How NFL Player Ryan Watson Moved From Speed to Physique Training

For new Florida super heavyweight bodybuider Ryan Watson, training for physique competition was a different challenge than his prior time in the gym and track while prepping for the NFL as a player with the Atlanta Falcons for two years. A spinal problem brought an end to his football career, but it didn’t stop Ryan from pushing his body in a new direction.

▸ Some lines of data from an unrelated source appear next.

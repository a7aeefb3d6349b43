//! In-memory map with no renderer behind it.
//!
//! `HeadlessMap` keeps the parts of a style the layer manager can observe:
//! an ordered layer list, a source table, per-layer filter and properties,
//! and feature state. It enforces the rendering library's structural rules
//! (no duplicate ids, no removing or moving missing layers, no removing a
//! source a layer still draws from) and records every mutation so tests can
//! count them. It does not check that a layer's source exists.
//!
//! Render notifications are queued until [`HeadlessMap::render_frame`] is
//! called, which plays the role of the renderer finishing a frame. A map
//! built with [`HeadlessMap::with_auto_render`] instead behaves like a map
//! that renders continuously and fires each notifier as soon as it is
//! registered.

use std::collections::HashMap;

use serde_json::Value;

use super::{MapError, MapHandle, RenderNotifier, StyleSnapshot};
use crate::declaration::{FeatureId, LayerDeclaration, SetterOptions};

/// Kind of mutation issued against the map.
#[derive(Debug, Clone, Copy, PartialEq, Eq, Hash)]
pub enum MapOperation {
    AddSource,
    RemoveSource,
    AddLayer,
    RemoveLayer,
    MoveLayer,
    SetFilter,
    SetLayoutProperty,
    SetPaintProperty,
    SetFeatureState,
}

/// One recorded mutation.
#[derive(Debug, Clone, PartialEq, Eq)]
pub struct MapCall {
    pub operation: MapOperation,
    /// Layer or source id the mutation targeted.
    pub target: String,
}

/// Style-only map implementation.
#[derive(Debug, Default)]
pub struct HeadlessMap {
    /// Layers bottom to top.
    layers: Vec<LayerDeclaration>,
    /// Sources in insertion order.
    sources: Vec<(String, Value)>,
    feature_states: HashMap<(String, FeatureId), Value>,
    calls: Vec<MapCall>,
    pending_renders: Vec<RenderNotifier>,
    failures: HashMap<(MapOperation, String), String>,
    auto_render: bool,
}

impl HeadlessMap {
    /// Create a map with an empty style.
    pub fn new() -> Self {
        Self::default()
    }

    /// Seed a source that belongs to the base style.
    ///
    /// Seeding is not recorded as a call.
    pub fn with_source(mut self, source_id: impl Into<String>, source: Value) -> Self {
        self.sources.push((source_id.into(), source));
        self
    }

    /// Seed a layer on top of the base style.
    ///
    /// Seeding is not recorded as a call.
    pub fn with_layer(mut self, layer: LayerDeclaration) -> Self {
        self.layers.push(layer);
        self
    }

    /// Fire render notifiers immediately instead of queueing them.
    pub fn with_auto_render(mut self) -> Self {
        self.auto_render = true;
        self
    }

    /// Make every `operation` against `target` fail with `MapError::Rejected`.
    pub fn fail_on(&mut self, operation: MapOperation, target: impl Into<String>, reason: &str) {
        self.failures
            .insert((operation, target.into()), reason.to_string());
    }

    /// Stop injecting failures.
    pub fn clear_failures(&mut self) {
        self.failures.clear();
    }

    /// The layer as currently styled.
    pub fn layer(&self, layer_id: &str) -> Option<&LayerDeclaration> {
        self.layers.iter().find(|l| l.id == layer_id)
    }

    /// The source definition.
    pub fn source(&self, source_id: &str) -> Option<&Value> {
        self.sources
            .iter()
            .find(|(id, _)| id == source_id)
            .map(|(_, source)| source)
    }

    /// Layer ids bottom to top.
    pub fn layer_order(&self) -> Vec<&str> {
        self.layers.iter().map(|l| l.id.as_str()).collect()
    }

    /// The filter currently applied to a layer.
    pub fn filter(&self, layer_id: &str) -> Option<&Value> {
        self.layer(layer_id).and_then(|l| l.filter.as_ref())
    }

    /// Accumulated state of a feature.
    pub fn feature_state(&self, source_id: &str, feature_id: &FeatureId) -> Option<&Value> {
        self.feature_states
            .get(&(source_id.to_string(), feature_id.clone()))
    }

    /// Every mutation issued so far, oldest first.
    pub fn calls(&self) -> &[MapCall] {
        &self.calls
    }

    /// Number of `operation` calls that targeted `target`.
    pub fn call_count(&self, operation: MapOperation, target: &str) -> usize {
        self.calls
            .iter()
            .filter(|c| c.operation == operation && c.target == target)
            .count()
    }

    /// Forget recorded calls.
    pub fn clear_calls(&mut self) {
        self.calls.clear();
    }

    /// Number of notifiers waiting for the next frame.
    pub fn pending_render_count(&self) -> usize {
        self.pending_renders.len()
    }

    /// Finish a frame: fire and drop every pending render notifier.
    ///
    /// Returns how many notifiers were fired.
    pub fn render_frame(&mut self) -> usize {
        let pending = std::mem::take(&mut self.pending_renders);
        let fired = pending.len();
        for notifier in pending {
            notifier.notify();
        }
        fired
    }

    fn record(&mut self, operation: MapOperation, target: &str) -> Result<(), MapError> {
        self.calls.push(MapCall {
            operation,
            target: target.to_string(),
        });
        match self.failures.get(&(operation, target.to_string())) {
            Some(reason) => Err(MapError::Rejected(reason.clone())),
            None => Ok(()),
        }
    }

    fn layer_position(&self, layer_id: &str) -> Result<usize, MapError> {
        self.layers
            .iter()
            .position(|l| l.id == layer_id)
            .ok_or_else(|| MapError::LayerNotFound(layer_id.to_string()))
    }

    fn insertion_index(&self, before_id: Option<&str>) -> Result<usize, MapError> {
        match before_id {
            Some(before) => self.layer_position(before),
            None => Ok(self.layers.len()),
        }
    }

    fn layer_mut(&mut self, layer_id: &str) -> Result<&mut LayerDeclaration, MapError> {
        let position = self.layer_position(layer_id)?;
        Ok(&mut self.layers[position])
    }
}

/// Merge `update` into `target` the way feature state accumulates.
fn merge_state(target: &mut Value, update: &Value) {
    match (target, update) {
        (Value::Object(existing), Value::Object(incoming)) => {
            for (key, value) in incoming {
                existing.insert(key.clone(), value.clone());
            }
        }
        (target, update) => *target = update.clone(),
    }
}

impl MapHandle for HeadlessMap {
    fn has_source(&self, source_id: &str) -> bool {
        self.sources.iter().any(|(id, _)| id == source_id)
    }

    fn has_layer(&self, layer_id: &str) -> bool {
        self.layers.iter().any(|l| l.id == layer_id)
    }

    fn style(&self) -> StyleSnapshot {
        StyleSnapshot {
            layers: self.layers.iter().map(|l| l.id.clone()).collect(),
            sources: self.sources.iter().map(|(id, _)| id.clone()).collect(),
        }
    }

    fn add_source(&mut self, source_id: &str, source: &Value) -> Result<(), MapError> {
        self.record(MapOperation::AddSource, source_id)?;
        if self.has_source(source_id) {
            return Err(MapError::DuplicateSource(source_id.to_string()));
        }
        self.sources.push((source_id.to_string(), source.clone()));
        Ok(())
    }

    fn remove_source(&mut self, source_id: &str) -> Result<(), MapError> {
        self.record(MapOperation::RemoveSource, source_id)?;
        let position = self
            .sources
            .iter()
            .position(|(id, _)| id == source_id)
            .ok_or_else(|| MapError::SourceNotFound(source_id.to_string()))?;
        if let Some(user) = self
            .layers
            .iter()
            .find(|l| l.source.as_deref() == Some(source_id))
        {
            return Err(MapError::SourceInUse {
                source_id: source_id.to_string(),
                layer_id: user.id.clone(),
            });
        }
        self.sources.remove(position);
        self.feature_states.retain(|(source, _), _| source != source_id);
        Ok(())
    }

    fn add_layer(
        &mut self,
        layer: &LayerDeclaration,
        before_id: Option<&str>,
    ) -> Result<(), MapError> {
        self.record(MapOperation::AddLayer, &layer.id)?;
        if self.has_layer(&layer.id) {
            return Err(MapError::DuplicateLayer(layer.id.clone()));
        }
        let index = self.insertion_index(before_id)?;
        self.layers.insert(index, layer.clone());
        Ok(())
    }

    fn remove_layer(&mut self, layer_id: &str) -> Result<(), MapError> {
        self.record(MapOperation::RemoveLayer, layer_id)?;
        let position = self.layer_position(layer_id)?;
        self.layers.remove(position);
        Ok(())
    }

    fn move_layer(&mut self, layer_id: &str, before_id: Option<&str>) -> Result<(), MapError> {
        self.record(MapOperation::MoveLayer, layer_id)?;
        let position = self.layer_position(layer_id)?;
        if before_id == Some(layer_id) {
            return Ok(());
        }
        // Validate the anchor before detaching the layer.
        self.insertion_index(before_id)?;
        let layer = self.layers.remove(position);
        let index = self.insertion_index(before_id)?;
        self.layers.insert(index, layer);
        Ok(())
    }

    fn set_filter(&mut self, layer_id: &str, filter: Option<&Value>) -> Result<(), MapError> {
        self.record(MapOperation::SetFilter, layer_id)?;
        self.layer_mut(layer_id)?.filter = filter.cloned();
        Ok(())
    }

    fn set_layout_property(
        &mut self,
        layer_id: &str,
        name: &str,
        value: &Value,
        _options: Option<&SetterOptions>,
    ) -> Result<(), MapError> {
        self.record(MapOperation::SetLayoutProperty, layer_id)?;
        let layer = self.layer_mut(layer_id)?;
        layer
            .layout
            .get_or_insert_with(Default::default)
            .insert(name.to_string(), value.clone());
        Ok(())
    }

    fn set_paint_property(
        &mut self,
        layer_id: &str,
        name: &str,
        value: &Value,
        _options: Option<&SetterOptions>,
    ) -> Result<(), MapError> {
        self.record(MapOperation::SetPaintProperty, layer_id)?;
        let layer = self.layer_mut(layer_id)?;
        layer
            .paint
            .get_or_insert_with(Default::default)
            .insert(name.to_string(), value.clone());
        Ok(())
    }

    fn set_feature_state(
        &mut self,
        source_id: &str,
        feature_id: &FeatureId,
        state: &Value,
    ) -> Result<(), MapError> {
        self.record(MapOperation::SetFeatureState, source_id)?;
        if !self.has_source(source_id) {
            return Err(MapError::SourceNotFound(source_id.to_string()));
        }
        let entry = self
            .feature_states
            .entry((source_id.to_string(), feature_id.clone()))
            .or_insert_with(|| Value::Object(Default::default()));
        merge_state(entry, state);
        Ok(())
    }

    fn on_next_render(&mut self, notifier: RenderNotifier) {
        if self.auto_render {
            notifier.notify();
        } else {
            self.pending_renders.push(notifier);
        }
    }
}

Once Ryan entered regional bodybuilding shows in the south, it was all about starting to work for size and proportion instead of power and speed. At 6’2″ and 240 lbs. onstage, he made impressive headway in his first shows with an overall win at the Mid-Florida Classic in 2006, followed by a third place in the big NPC Southern States event in 2007. He placed fifth at the same show a year later, and is taking 2009 off to rest and retool his physique and training. Meanwhile, his degree in nutrition and exercise physiology keeps him on track with figuring out how to come back better than ever while operating his personal training company, One More Rep, in the Tampa Bay area. So how does he assess the strategies he relied on to transform himself from a power sport player to an athlete competing in the world of muscular development?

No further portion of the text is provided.